(Stored data entries)
....................

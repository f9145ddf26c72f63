//! Error types shared by the pricing, storage and HTTP layers.

use thiserror::Error;

/// Errors surfaced by cost calculation and the usage store
#[derive(Debug, Error)]
pub enum Error {
    /// Model identifier is not in the price table
    #[error("Unknown model: {model}. Available: {}", .known.join(", "))]
    UnknownModel { model: String, known: Vec<String> },

    /// Caller supplied a value outside the accepted range
    #[error("invalid input: {0}")]
    InvalidInput(String),

    /// Backing database could not be opened, read or written
    #[error("storage unavailable: {0}")]
    UnavailableStorage(String),
}

impl Error {
    /// True for errors caused by the request rather than the service
    pub fn is_client_error(&self) -> bool {
        matches!(self, Error::UnknownModel { .. } | Error::InvalidInput(_))
    }
}

impl From<rusqlite::Error> for Error {
    fn from(err: rusqlite::Error) -> Self {
        Error::UnavailableStorage(err.to_string())
    }
}

impl From<std::io::Error> for Error {
    fn from(err: std::io::Error) -> Self {
        Error::UnavailableStorage(err.to_string())
    }
}

/// Result alias for this crate
pub type Result<T> = std::result::Result<T, Error>;

#[cfg(test)]
mod tests {
    use super::*;

    #[test]
    fn test_unknown_model_message_lists_known_models() {
        let err = Error::UnknownModel {
            model: "fake-model".to_string(),
            known: vec!["gpt-4o".to_string(), "gpt-4o-mini".to_string()],
        };
        let msg = err.to_string();
        assert!(msg.starts_with("Unknown model: fake-model"));
        assert!(msg.contains("gpt-4o, gpt-4o-mini"));
        assert!(err.is_client_error());
    }

    #[test]
    fn test_storage_errors_are_not_client_errors() {
        let err: Error = rusqlite::Error::InvalidQuery.into();
        assert!(matches!(err, Error::UnavailableStorage(_)));
        assert!(!err.is_client_error());
    }
}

....................

■ **THE TASK**
Exactly the lines from the one containing "read or written" through the end of the records should be reproduced, and no others.

■ **RESPONSE**
    /// Backing database could not be opened, read or written
    #[error("storage unavailable: {0}")]
    UnavailableStorage(String),
}

impl Error {
    /// True for errors caused by the request rather than the service
    pub fn is_client_error(&self) -> bool {
        matches!(self, Error::UnknownModel { .. } | Error::InvalidInput(_))
    }
}

impl From<rusqlite::Error> for Error {
    fn from(err: rusqlite::Error) -> Self {
        Error::UnavailableStorage(err.to_string())
    }
}

impl From<std::io::Error> for Error {
    fn from(err: std::io::Error) -> Self {
        Error::UnavailableStorage(err.to_string())
    }
}

/// Result alias for this crate
pub type Result<T> = std::result::Result<T, Error>;

#[cfg(test)]
mod tests {
    use super::*;

    #[test]
    fn test_unknown_model_message_lists_known_models() {
        let err = Error::UnknownModel {
            model: "fake-model".to_string(),
            known: vec!["gpt-4o".to_string(), "gpt-4o-mini".to_string()],
        };
        let msg = err.to_string();
        assert!(msg.starts_with("Unknown model: fake-model"));
        assert!(msg.contains("gpt-4o, gpt-4o-mini"));
        assert!(err.is_client_error());
    }

    #[test]
    fn test_storage_errors_are_not_client_errors() {
        let err: Error = rusqlite::Error::InvalidQuery.into();
        assert!(matches!(err, Error::UnavailableStorage(_)));
        assert!(!err.is_client_error());
    }
}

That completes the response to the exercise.